Gaspar Estrada- Foi a mesma coisa em 2003 com Roberto Rodrigues. Dilma, agora, está atraindo pessoas conservadoras para a base de sustentação política do seu governo, pois esse governo vai receber muitas pressões. Na economia, o Brasil não está crescendo. E, na política, há os desdobramentos da operação Lava Jato.
RFI- Logo após o resultado das eleições, o Banco Central aplicou uma alta da taxa de juros. E novas medidas impopulares de rigor que atingem benefícios trabalhistas e previdenciários foram anunciadas recentemente. Isso mostra que a política econômica vai ser mais voltada para os mercados?
Gaspar Estrada- Dilma está tentando sinalizar mudanças na economia, que foi o eixo principal da campanha. Dilma não tem muita escolha. Ela tem que mostrar para os agentes econômicos que haverá mudanças na política macroeconômica. Sob esse ponto de vista, o ministro da Fazenda que ela escolheu [Joaquim Levy] faz essa transição. Mas os mercados financeiros estão esperando mais. Acredito também que o governo quer passar a mensagem que esses ajustes não vão provocar um arrocho salarial. Isso criaria uma crise muito grande com o PT e com o ex-presidente Lula.

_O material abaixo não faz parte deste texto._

use std::{
    future::Future,
    io,
    sync::{
        Arc,
        atomic::{AtomicU64, Ordering},
    },
    time::SystemTime,
};

use tokio::{
    io::{AsyncRead, AsyncReadExt, AsyncWrite, AsyncWriteExt},
    net::TcpStream,
    sync::mpsc,
};
use tokio_util::sync::CancellationToken;

use crate::lite::{
    conn::ClientConn,
    error::{LiteError, is_timeout},
    events::{ForwardEndReason, ForwardEndedEvent, ForwardStartedEvent},
    protocol::PacketContext,
    proxy::{Dialed, Proxy},
    registry::ActiveForward,
};

const COPY_BUF_SIZE: usize = 32 * 1024;

#[derive(Debug, Clone, Copy, PartialEq, Eq)]
pub enum CopyDirection {
    ClientToBackend,
    BackendToClient,
}

/// How one direction of a pipe ended.
#[derive(Debug)]
pub struct CopyResult {
    pub direction: CopyDirection,
    pub bytes: u64,
    /// `None` on a clean EOF from the reading side.
    pub error: Option<io::Error>,
}

#[derive(Debug)]
struct PipeOutcome {
    first: Option<CopyResult>,
    client_to_backend: u64,
    backend_to_client: u64,
}

impl Proxy {
    /// Forwards a login/transfer connection to the first backend of the matched route that
    /// accepts it, then pipes bytes both ways until either side closes.
    ///
    /// `handshake` is the client's handshake as decoded; any bytes the caller read past it
    /// must be available through [`ClientConn::take_buffered`].
    pub async fn forward<C>(&self, mut client: C, handshake: PacketContext) -> Result<(), LiteError>
    where
        C: ClientConn + 'static,
    {
        let Some(hs) = handshake.handshake() else {
            return Err(LiteError::UnexpectedPacket {
                got: handshake.describe(),
                expected: "Handshake",
            });
        };
        let client_addr = client.remote_addr();
        let cancel = client.cancellation().clone();

        let target = self.resolve_target(hs, client_addr)?;
        let route = target.matched.route.clone();
        metrics::counter!("lite_route_hits_total", "route" => target.matched.pattern.clone())
            .increment(1);

        let route_key = route.connection_key().to_string();
        if route.max_connections > 0 {
            let current = self.strategies().route_connection_count(&route_key);
            if current >= u64::from(route.max_connections) {
                return Err(LiteError::RouteFull {
                    route: route_key,
                    max: route.max_connections,
                    current,
                });
            }
        }

        let observe = self.runtime().observability_enabled();
        let forwards = self.runtime().forwards();
        let connection_id = if observe {
            forwards.next_connection_id()
        } else {
            String::new()
        };
        let started_at = SystemTime::now();

        let dialer = self.dialer();
        let dialed = try_backends(self.backend_iter(&target), |backend| {
            let guard = self.strategies().increment_connection(&backend);
            let (dialer, cancel, route, handshake) = (&dialer, &cancel, &route, &handshake);
            async move {
                let dialed = dialer
                    .dial_route(cancel, client_addr, route, &backend, handshake)
                    .await?;
                Ok((dialed, guard))
            }
        })
        .await;

        let (dialed, _conn_guard) = match dialed {
            Ok(v) => v,
            Err(err) => {
                if observe {
                    let ended = ForwardEndedEvent {
                        connection_id,
                        client_ip: Some(target.client_ip),
                        client_addr,
                        backend_addr: None,
                        host: target.host.clone(),
                        route_id: target.matched.pattern.clone(),
                        started_at,
                        ended_at: SystemTime::now(),
                        reason: ForwardEndReason::BackendConnectFailed,
                    };
                    drop(self.runtime().events().fire_parallel(ended, Vec::new()));
                }
                return Err(err);
            }
        };
        let Dialed {
            mut stream,
            backend,
            backend_addr,
        } = dialed;
        // Only established forwards count toward the route limit.
        let _route_guard = self.strategies().increment_route_connection(&route_key);

        let buffered = client.take_buffered();
        if !buffered.is_empty() {
            stream
                .write_all(&buffered)
                .await
                .map_err(|source| LiteError::BackendIo {
                    backend: backend.clone(),
                    stage: "write buffered client bytes",
                    source,
                })?;
        }

        tracing::info!(
            backend = %backend,
            strategy = %route.strategy,
            connections = self.strategies().connection_count(&backend),
            "lite: forwarding connection"
        );

        let active = observe.then(|| {
            let fwd = ActiveForward {
                connection_id,
                client_ip: Some(target.client_ip),
                client_addr,
                backend_addr,
                host: target.host.clone(),
                route_id: target.matched.pattern.clone(),
                started_at,
            };
            forwards.add(fwd.clone());
            self.runtime()
                .events()
                .fire(&mut ForwardStartedEvent::from(&fwd));
            fwd
        });

        let outcome = pipe(client, stream, &cancel).await;
        metrics::counter!("lite_bytes_client_to_backend_total")
            .increment(outcome.client_to_backend);
        metrics::counter!("lite_bytes_backend_to_client_total")
            .increment(outcome.backend_to_client);

        let reason = classify_end_reason(cancel.is_cancelled(), outcome.first.as_ref());
        match &outcome.first {
            Some(CopyResult {
                error: Some(err), ..
            }) => tracing::debug!(reason = %reason, error = %err, "lite: forward ended"),
            _ => tracing::debug!(reason = %reason, "lite: forward ended"),
        }

        if let Some(fwd) = active {
            forwards.remove(&fwd.connection_id);
            let ended = ForwardEndedEvent::from_forward(&fwd, SystemTime::now(), reason);
            drop(self.runtime().events().fire_parallel(ended, Vec::new()));
        }
        Ok(())
    }
}

/// Runs `attempt` for each backend until one succeeds.
///
/// A client cancellation stops the loop right away; every other failure moves on to the
/// next backend. Exhaustion reports the last failure.
pub(crate) async fn try_backends<I, T, F, Fut>(backends: I, mut attempt: F) -> Result<T, LiteError>
where
    I: IntoIterator<Item = String>,
    F: FnMut(String) -> Fut,
    Fut: Future<Output = Result<T, LiteError>>,
{
    let mut last = None;
    for backend in backends {
        match attempt(backend.clone()).await {
            Ok(v) => return Ok(v),
            Err(err @ LiteError::ClientCancelled { .. }) => return Err(err),
            Err(err) => {
                let _span = tracing::debug_span!("attempt", backend = %backend).entered();
                err.log("lite: backend connection attempt failed");
                last = Some(Box::new(err));
            }
        }
    }
    Err(LiteError::AllBackendsFailed { last })
}

/// Copies in both directions on two tasks. Returns when either direction finishes or
/// `cancel` fires; the other direction is torn down.
async fn pipe<C>(client: C, backend: TcpStream, cancel: &CancellationToken) -> PipeOutcome
where
    C: AsyncRead + AsyncWrite + Send + 'static,
{
    let (client_rd, client_wr) = tokio::io::split(client);
    let (backend_rd, backend_wr) = backend.into_split();
    let (tx, mut rx) = mpsc::channel(2);
    let up = Arc::new(AtomicU64::new(0));
    let down = Arc::new(AtomicU64::new(0));

    let c2b = tokio::spawn(copy_half(
        client_rd,
        backend_wr,
        CopyDirection::ClientToBackend,
        up.clone(),
        tx.clone(),
    ));
    let b2c = tokio::spawn(copy_half(
        backend_rd,
        client_wr,
        CopyDirection::BackendToClient,
        down.clone(),
        tx,
    ));

    let first = tokio::select! {
        _ = cancel.cancelled() => None,
        res = rx.recv() => res,
    };
    c2b.abort();
    b2c.abort();

    PipeOutcome {
        first,
        client_to_backend: up.load(Ordering::Relaxed),
        backend_to_client: down.load(Ordering::Relaxed),
    }
}

async fn copy_half<R, W>(
    mut rd: R,
    mut wr: W,
    direction: CopyDirection,
    copied: Arc<AtomicU64>,
    done: mpsc::Sender<CopyResult>,
) where
    R: AsyncRead + Unpin,
    W: AsyncWrite + Unpin,
{
    let mut buf = vec![0u8; COPY_BUF_SIZE];
    let error = loop {
        let n = match rd.read(&mut buf).await {
            Ok(0) => break None,
            Ok(n) => n,
            Err(err) => break Some(err),
        };
        if let Err(err) = wr.write_all(&buf[..n]).await {
            break Some(err);
        }
        copied.fetch_add(n as u64, Ordering::Relaxed);
    };
    let _ = wr.shutdown().await;
    let _ = done
        .send(CopyResult {
            direction,
            bytes: copied.load(Ordering::Relaxed),
            error,
        })
        .await;
}

pub fn classify_end_reason(cancelled: bool, first: Option<&CopyResult>) -> ForwardEndReason {
    if cancelled {
        return ForwardEndReason::Shutdown;
    }
    let Some(res) = first else {
        return ForwardEndReason::Error;
    };
    match (&res.error, res.direction) {
        (Some(err), _) if is_timeout(err) => ForwardEndReason::Timeout,
        (None, CopyDirection::BackendToClient) => ForwardEndReason::BackendClosed,
        (None, CopyDirection::ClientToBackend) => ForwardEndReason::ClientClosed,
        _ => ForwardEndReason::Error,
    }
}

Lula, aliás, já disse publicamente que vai pressionar a presidente Dilma para que ela fique do lado da esquerda.
RFI- Em que medida o escândalo da Petrobras, uma campanha virulenta de parte da mídia contra o governo Dilma Rousseff e a falta de apoio popular podem se transformar em uma verdadeira instabilidade política para o país?
Gaspar Estrada- O quadro é complicado. Mas Dilma ainda tem o poder da caneta. No Brasil, o Executivo tem um poder de nomeação muito maior que em outros países. Não vejo instabilidade institucional por enquanto, até porque, não se sabe, até hoje, qual a verdadeira dimensão desse escândalo da Petrobras. Até o momento há indícios, são listas, nomes, mas espero que esse assunto seja esclarecido para podermos avaliar qual o impacto real no governo. Mas Dilma está tentando se antecipar, ampliando o leque de alianças. Por que, se ela não o fizer, ela corre mais risco de ficar em uma situação desconfortável, principalmente, se esses indícios da operação Lava Jato se confirmarem.